Top of MATERIAL FOR THIS TASK

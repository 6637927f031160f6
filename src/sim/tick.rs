//! Freeze-aware frame update
//!
//! Order within a frame: spawning, player, enemies, Coily, freeze countdowns,
//! collisions, disks, tiles, pruning, round completion. State advancement
//! always precedes collision resolution, which always precedes pruning.

use rand::Rng;

use super::character::{Advance, EnemyKind, EntityId};
use super::collision;
use super::points::ScoreEvent;
use super::position::{Direction, TOP_TILE};
use super::state::{Level, LevelStatus, Lure, SimEvent};
use super::timer::{FreezeCategory, FreezeReason};
use crate::audio::SoundEffect;
use crate::consts::*;

/// Advance the level by `dt` milliseconds
pub fn tick(level: &mut Level, dt: f32) {
    match level.status {
        LevelStatus::Playing => {}
        LevelStatus::RoundCleared => {
            // Keep the winning pyramid flashing
            level.map.update_disks(dt);
            level.map.update_tiles(dt);
            return;
        }
        LevelStatus::GameOver => return,
    }

    level.frames += 1;

    if !level.timer.is_frozen(FreezeCategory::Enemies) {
        level.spawner.update(dt, &mut level.rng);
    }

    if !level.timer.is_frozen(FreezeCategory::Player) {
        let outcome = level.spawner.player_mut().advance(dt);
        handle_player(level, outcome);
        if level.status != LevelStatus::Playing {
            return;
        }
    }

    // Plain enemies first, Coily last
    let coily = level.spawner.coily_id();
    let ids: Vec<EntityId> = level
        .spawner
        .enemies()
        .iter()
        .filter(|c| Some(c.id) != coily)
        .map(|c| c.id)
        .chain(coily)
        .collect();

    for id in ids {
        let Some(enemy) = level.spawner.get_mut(id) else {
            continue;
        };
        let Some(kind) = enemy.enemy_kind() else {
            continue;
        };
        // Dying enemies finish their death even while frozen
        if !enemy.is_dead() && level.timer.is_frozen(kind.freeze_category()) {
            continue;
        }
        let outcome = enemy.advance(dt);
        handle_enemy(level, id, kind, outcome);
    }

    // Freezes requested from here on start counting next frame
    level.timer.update(dt);

    resolve_collisions(level);

    level.map.update_disks(dt);
    level.map.update_tiles(dt);

    level.spawner.remove_finished();

    check_round_complete(level);
}

fn handle_player(level: &mut Level, outcome: Advance) {
    match outcome {
        Advance::Arrived(pos) => {
            if level.map.is_tile(pos) {
                if level.map.change_color(pos) {
                    level.points.score(ScoreEvent::ColorChange);
                }
            } else if level.map.disk_at(pos).is_some() {
                level.map.use_disk(pos);
                let player = level.spawner.player_mut();
                let dir = player.sprite.facing;
                let (dx, dy) = dir.delta();
                let from = pos.offset(-dx * player.step, -dy * player.step);
                player.ride_disk();
                level.lure = Some(Lure { from, dir });
                level.events.push(SimEvent::Sound(SoundEffect::DiskRide));
                log::info!("Player escaped on disk at {:?}", pos);
            } else {
                let player = level.spawner.player_mut();
                player.fell = true;
                player.fall();
                level.events.push(SimEvent::Sound(SoundEffect::Fall));
                log::debug!("Player jumped off the pyramid at {:?}", pos);
            }
        }
        Advance::Spawned => {
            // Disk ride over, Coily loses track
            level.lure = None;
        }
        Advance::FellOff => {
            level.spawner.player_mut().kill(PLAYER_DEATH_TIME);
            level.timer.freeze(FreezeReason::PlayerDeath, PLAYER_DEATH_TIME);
            level.events.push(SimEvent::Sound(SoundEffect::Death));
        }
        Advance::Finished => lose_life(level),
        Advance::Idle | Advance::ReadyToMove | Advance::Transformed => {}
    }
}

/// The player's death animation ended
fn lose_life(level: &mut Level) {
    let player = level.spawner.player_mut();
    player.lives = player.lives.saturating_sub(1);
    let lives_left = player.lives;
    let respawn_at = if player.fell {
        TOP_TILE
    } else {
        player.current_position
    };

    level.events.push(SimEvent::PlayerDied { lives_left });
    log::info!("Player died, {} lives left", lives_left);

    if lives_left == 0 {
        level.status = LevelStatus::GameOver;
        level.events.push(SimEvent::GameOver);
        log::info!("Game over with {} points", level.points.points());
        return;
    }

    level.spawner.kill_all();
    level.timer.clear();
    level.lure = None;
    level.spawner.respawn_player(respawn_at);
}

fn handle_enemy(level: &mut Level, id: EntityId, kind: EnemyKind, outcome: Advance) {
    match outcome {
        Advance::ReadyToMove => {
            let dir = choose_direction(level, id, kind);
            if let Some(enemy) = level.spawner.get_mut(id) {
                enemy.start_move(dir);
            }
        }
        Advance::Arrived(pos) => {
            let lured = level.lure.is_some();
            let Some(enemy) = level.spawner.get_mut(id) else {
                return;
            };
            if !level.map.is_tile(pos) {
                let adult = enemy.is_adult_snake();
                enemy.fall();
                if adult && lured {
                    level.points.score(ScoreEvent::KillCoily);
                    level.events.push(SimEvent::Sound(SoundEffect::Kill));
                    level.lure = None;
                    log::info!("Coily lured off the pyramid");
                }
                return;
            }
            match kind {
                EnemyKind::SamAndSlick => level.map.reset_color(pos),
                EnemyKind::Coily if pos.is_bottom_row() => enemy.transform(),
                _ => {}
            }
        }
        Advance::FellOff => {
            // Left the window: removed without points
            if let Some(enemy) = level.spawner.get_mut(id) {
                enemy.alive = false;
            }
        }
        Advance::Transformed => log::debug!("Coily #{} hatched", id),
        Advance::Idle | Advance::Spawned | Advance::Finished => {}
    }
}

/// Next hop of an enemy standing on a tile
fn choose_direction(level: &mut Level, id: EntityId, kind: EnemyKind) -> Direction {
    let Some(enemy) = level.spawner.get(id) else {
        return Direction::DownLeft;
    };

    if enemy.is_adult_snake() {
        let here = enemy.current_position;
        let target = match level.lure {
            Some(lure) if lure.from == here => return lure.dir,
            Some(lure) => lure.from,
            None => level.spawner.player().current_position,
        };
        return Direction::ALL
            .into_iter()
            .filter(|d| here.hop(*d, enemy.step).is_tile())
            .min_by_key(|d| here.hop(*d, enemy.step).manhattan(target))
            .unwrap_or(Direction::DownLeft);
    }

    let choices = kind.wander_directions();
    choices[level.rng.random_range(0..choices.len())]
}

/// Apply contact rules once per touching player/enemy pair
fn resolve_collisions(level: &mut Level) {
    let (player, enemies) = level.spawner.split_mut();
    for enemy in enemies.iter_mut() {
        if player.is_dead() {
            break;
        }
        if collision::touching(player, enemy) {
            collision::collide(
                player,
                enemy,
                &mut level.points,
                &mut level.timer,
                &mut level.events,
            );
        }
    }
}

fn check_round_complete(level: &mut Level) {
    if level.spawner.player().is_dead() || !level.map.is_complete() {
        return;
    }

    level.points.score(ScoreEvent::RoundComplete(level.round_score));
    for _ in 0..level.map.unused_disks() {
        level.points.score(ScoreEvent::UnusedDisk);
    }
    level.spawner.kill_all();
    level.timer.clear();
    level.map.start_flashing();
    level.status = LevelStatus::RoundCleared;
    level.events.push(SimEvent::Sound(SoundEffect::RoundClear));
    level.events.push(SimEvent::RoundCleared);
    log::info!("Round cleared with {} points", level.points.points());
}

Bottom of MATERIAL FOR THIS TASK

▶ [WORK REQUEST] Please write the data above out again, exactly the same.

▶ [TASK RESULT]
repository 6637927f031160f6
filename src/sim/tick.rs
//! Freeze-aware frame update
//!
//! Order within a frame: spawning, player, enemies, Coily, freeze countdowns,
//! collisions, disks, tiles, pruning, round completion. State advancement
//! always precedes collision resolution, which always precedes pruning.

use rand::Rng;

use super::character::{Advance, EnemyKind, EntityId};
use super::collision;
use super::points::ScoreEvent;
use super::position::{Direction, TOP_TILE};
use super::state::{Level, LevelStatus, Lure, SimEvent};
use super::timer::{FreezeCategory, FreezeReason};
use crate::audio::SoundEffect;
use crate::consts::*;

/// Advance the level by `dt` milliseconds
pub fn tick(level: &mut Level, dt: f32) {
    match level.status {
        LevelStatus::Playing => {}
        LevelStatus::RoundCleared => {
            // Keep the winning pyramid flashing
            level.map.update_disks(dt);
            level.map.update_tiles(dt);
            return;
        }
        LevelStatus::GameOver => return,
    }

    level.frames += 1;

    if !level.timer.is_frozen(FreezeCategory::Enemies) {
        level.spawner.update(dt, &mut level.rng);
    }

    if !level.timer.is_frozen(FreezeCategory::Player) {
        let outcome = level.spawner.player_mut().advance(dt);
        handle_player(level, outcome);
        if level.status != LevelStatus::Playing {
            return;
        }
    }

    // Plain enemies first, Coily last
    let coily = level.spawner.coily_id();
    let ids: Vec<EntityId> = level
        .spawner
        .enemies()
        .iter()
        .filter(|c| Some(c.id) != coily)
        .map(|c| c.id)
        .chain(coily)
        .collect();

    for id in ids {
        let Some(enemy) = level.spawner.get_mut(id) else {
            continue;
        };
        let Some(kind) = enemy.enemy_kind() else {
            continue;
        };
        // Dying enemies finish their death even while frozen
        if !enemy.is_dead() && level.timer.is_frozen(kind.freeze_category()) {
            continue;
        }
        let outcome = enemy.advance(dt);
        handle_enemy(level, id, kind, outcome);
    }

    // Freezes requested from here on start counting next frame
    level.timer.update(dt);

    resolve_collisions(level);

    level.map.update_disks(dt);
    level.map.update_tiles(dt);

    level.spawner.remove_finished();

    check_round_complete(level);
}

fn handle_player(level: &mut Level, outcome: Advance) {
    match outcome {
        Advance::Arrived(pos) => {
            if level.map.is_tile(pos) {
                if level.map.change_color(pos) {
                    level.points.score(ScoreEvent::ColorChange);
                }
            } else if level.map.disk_at(pos).is_some() {
                level.map.use_disk(pos);
                let player = level.spawner.player_mut();
                let dir = player.sprite.facing;
                let (dx, dy) = dir.delta();
                let from = pos.offset(-dx * player.step, -dy * player.step);
                player.ride_disk();
                level.lure = Some(Lure { from, dir });
                level.events.push(SimEvent::Sound(SoundEffect::DiskRide));
                log::info!("Player escaped on disk at {:?}", pos);
            } else {
                let player = level.spawner.player_mut();
                player.fell = true;
                player.fall();
                level.events.push(SimEvent::Sound(SoundEffect::Fall));
                log::debug!("Player jumped off the pyramid at {:?}", pos);
            }
        }
        Advance::Spawned => {
            // Disk ride over, Coily loses track
            level.lure = None;
        }
        Advance::FellOff => {
            level.spawner.player_mut().kill(PLAYER_DEATH_TIME);
            level.timer.freeze(FreezeReason::PlayerDeath, PLAYER_DEATH_TIME);
            level.events.push(SimEvent::Sound(SoundEffect::Death));
        }
        Advance::Finished => lose_life(level),
        Advance::Idle | Advance::ReadyToMove | Advance::Transformed => {}
    }
}

/// The player's death animation ended
fn lose_life(level: &mut Level) {
    let player = level.spawner.player_mut();
    player.lives = player.lives.saturating_sub(1);
    let lives_left = player.lives;
    let respawn_at = if player.fell {
        TOP_TILE
    } else {
        player.current_position
    };

    level.events.push(SimEvent::PlayerDied { lives_left });
    log::info!("Player died, {} lives left", lives_left);

    if lives_left == 0 {
        level.status = LevelStatus::GameOver;
        level.events.push(SimEvent::GameOver);
        log::info!("Game over with {} points", level.points.points());
        return;
    }

    level.spawner.kill_all();
    level.timer.clear();
    level.lure = None;
    level.spawner.respawn_player(respawn_at);
}

fn handle_enemy(level: &mut Level, id: EntityId, kind: EnemyKind, outcome: Advance) {
    match outcome {
        Advance::ReadyToMove => {
            let dir = choose_direction(level, id, kind);
            if let Some(enemy) = level.spawner.get_mut(id) {
                enemy.start_move(dir);
            }
        }
        Advance::Arrived(pos) => {
            let lured = level.lure.is_some();
            let Some(enemy) = level.spawner.get_mut(id) else {
                return;
            };
            if !level.map.is_tile(pos) {
                let adult = enemy.is_adult_snake();
                enemy.fall();
                if adult && lured {
                    level.points.score(ScoreEvent::KillCoily);
                    level.events.push(SimEvent::Sound(SoundEffect::Kill));
                    level.lure = None;
                    log::info!("Coily lured off the pyramid");
                }
                return;
            }
            match kind {
                EnemyKind::SamAndSlick => level.map.reset_color(pos),
                EnemyKind::Coily if pos.is_bottom_row() => enemy.transform(),
                _ => {}
            }
        }
        Advance::FellOff => {
            // Left the window: removed without points
            if let Some(enemy) = level.spawner.get_mut(id) {
                enemy.alive = false;
            }
        }
        Advance::Transformed => log::debug!("Coily #{} hatched", id),
        Advance::Idle | Advance::Spawned | Advance::Finished => {}
    }
}

/// Next hop of an enemy standing on a tile
fn choose_direction(level: &mut Level, id: EntityId, kind: EnemyKind) -> Direction {
    let Some(enemy) = level.spawner.get(id) else {
        return Direction::DownLeft;
    };

    if enemy.is_adult_snake() {
        let here = enemy.current_position;
        let target = match level.lure {
            Some(lure) if lure.from == here => return lure.dir,
            Some(lure) => lure.from,
            None => level.spawner.player().current_position,
        };
        return Direction::ALL
            .into_iter()
            .filter(|d| here.hop(*d, enemy.step).is_tile())
            .min_by_key(|d| here.hop(*d, enemy.step).manhattan(target))
            .unwrap_or(Direction::DownLeft);
    }

    let choices = kind.wander_directions();
    choices[level.rng.random_range(0..choices.len())]
}

/// Apply contact rules once per touching player/enemy pair
fn resolve_collisions(level: &mut Level) {
    let (player, enemies) = level.spawner.split_mut();
    for enemy in enemies.iter_mut() {
        if player.is_dead() {
            break;
        }
        if collision::touching(player, enemy) {
            collision::collide(
                player,
                enemy,
                &mut level.points,
                &mut level.timer,
                &mut level.events,
            );
        }
    }
}

fn check_round_complete(level: &mut Level) {
    if level.spawner.player().is_dead() || !level.map.is_complete() {
        return;
    }

    level.points.score(ScoreEvent::RoundComplete(level.round_score));
    for _ in 0..level.map.unused_disks() {
        level.points.score(ScoreEvent::UnusedDisk);
    }
    level.spawner.kill_all();
    level.timer.clear();
    level.map.start_flashing();
    level.status = LevelStatus::RoundCleared;
    level.events.push(SimEvent::Sound(SoundEffect::RoundClear));
    level.events.push(SimEvent::RoundCleared);
    log::info!("Round cleared with {} points", level.points.points());
}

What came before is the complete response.